+++ Records for processing +++

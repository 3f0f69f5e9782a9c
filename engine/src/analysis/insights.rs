//! Heuristic insight rules
//!
//! A fixed battery of independent rules over clusters, the run summary and
//! the failed records. Every rule may fire; output order is the rule order.

use crate::report::{ErrorCluster, RunSummary, TestRecord};
use regex::Regex;
use std::sync::LazyLock;

/// Sole insight for a run without failures
pub const ALL_PASSED: &str = "✨ All tests passed! The codebase looks healthy.";

/// Failures faster than this are suspicious
pub const SUSPICIOUS_DURATION_MS: u64 = 50;

/// Share of failures above which the largest cluster is systemic
pub const SYSTEMIC_SHARE: f64 = 0.5;

/// Pass rate (percent) below which a freeze is recommended
pub const STABILITY_RISK_PASS_RATE: f64 = 70.0;

/// Pass rate (percent) from which the run is nearly green
pub const NEAR_GREEN_PASS_RATE: f64 = 90.0;

static CONFIG_PATTERN: LazyLock<Regex> =
    LazyLock::new(|| Regex::new(r"(?i)(env|config|variable|api_key)").unwrap());

/// Inputs shared by every rule
struct RuleContext<'a> {
    clusters: &'a [ErrorCluster],
    summary: &'a RunSummary,
    failed: &'a [&'a TestRecord],
}

impl RuleContext<'_> {
    fn messages(&self) -> impl Iterator<Item = &str> + '_ {
        self.failed.iter().filter_map(|r| r.error_message())
    }
}

type Rule = fn(&RuleContext<'_>) -> Option<String>;

const RULES: [Rule; 5] = [
    systemic_issue,
    latency,
    configuration_risk,
    suspicious_speed,
    pass_rate,
];

/// Run every rule and collect the findings in rule order.
///
/// With no failed records the only finding is [`ALL_PASSED`].
pub fn generate_insights(
    clusters: &[ErrorCluster],
    summary: &RunSummary,
    failed: &[&TestRecord],
) -> Vec<String> {
    if failed.is_empty() {
        return vec![ALL_PASSED.to_string()];
    }

    let ctx = RuleContext {
        clusters,
        summary,
        failed,
    };
    RULES.iter().filter_map(|rule| rule(&ctx)).collect()
}

fn systemic_issue(ctx: &RuleContext<'_>) -> Option<String> {
    let top = ctx.clusters.first()?;
    let share = top.count as f64 / ctx.failed.len() as f64;
    (share > SYSTEMIC_SHARE).then(|| {
        format!(
            "🚨 Systemic Issue: {}% of failures are caused by: \"{}\"",
            (share * 100.0).round() as u64,
            top.message
        )
    })
}

fn latency(ctx: &RuleContext<'_>) -> Option<String> {
    let timeouts = ctx
        .messages()
        .filter(|m| m.to_lowercase().contains("timeout"))
        .count();
    (timeouts > 0).then(|| {
        format!(
            "⏳ Latency Alert: {} tests failed due to timeouts. Consider checking network stability or increasing wait times.",
            timeouts
        )
    })
}

fn configuration_risk(ctx: &RuleContext<'_>) -> Option<String> {
    ctx.messages().any(|m| CONFIG_PATTERN.is_match(m)).then(|| {
        "⚙️ Configuration Risk: Detected possible environment variable or config issues."
            .to_string()
    })
}

fn suspicious_speed(ctx: &RuleContext<'_>) -> Option<String> {
    let fast = ctx
        .failed
        .iter()
        .filter(|r| r.duration < SUSPICIOUS_DURATION_MS)
        .count();
    (fast > 0).then(|| {
        format!(
            "🔍 Flakiness Warning: {} tests failed suspiciously fast (<{}ms). Possible infrastructure or setup issue.",
            fast, SUSPICIOUS_DURATION_MS
        )
    })
}

fn pass_rate(ctx: &RuleContext<'_>) -> Option<String> {
    let rate = ctx.summary.pass_rate()?;
    if rate < STABILITY_RISK_PASS_RATE {
        Some(
            "⚠️ Stability Risk: Pass rate is below 70%. We recommend a code freeze until these are resolved."
                .to_string(),
        )
    } else if (NEAR_GREEN_PASS_RATE..100.0).contains(&rate) {
        Some("👌 High Quality: Only a few tests failing. You're close to a green build!".to_string())
    } else {
        None
    }
}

+++

Exercise details - How many lines in the records above contain the word "failed"? State that number and nothing more.

Expected answer - 11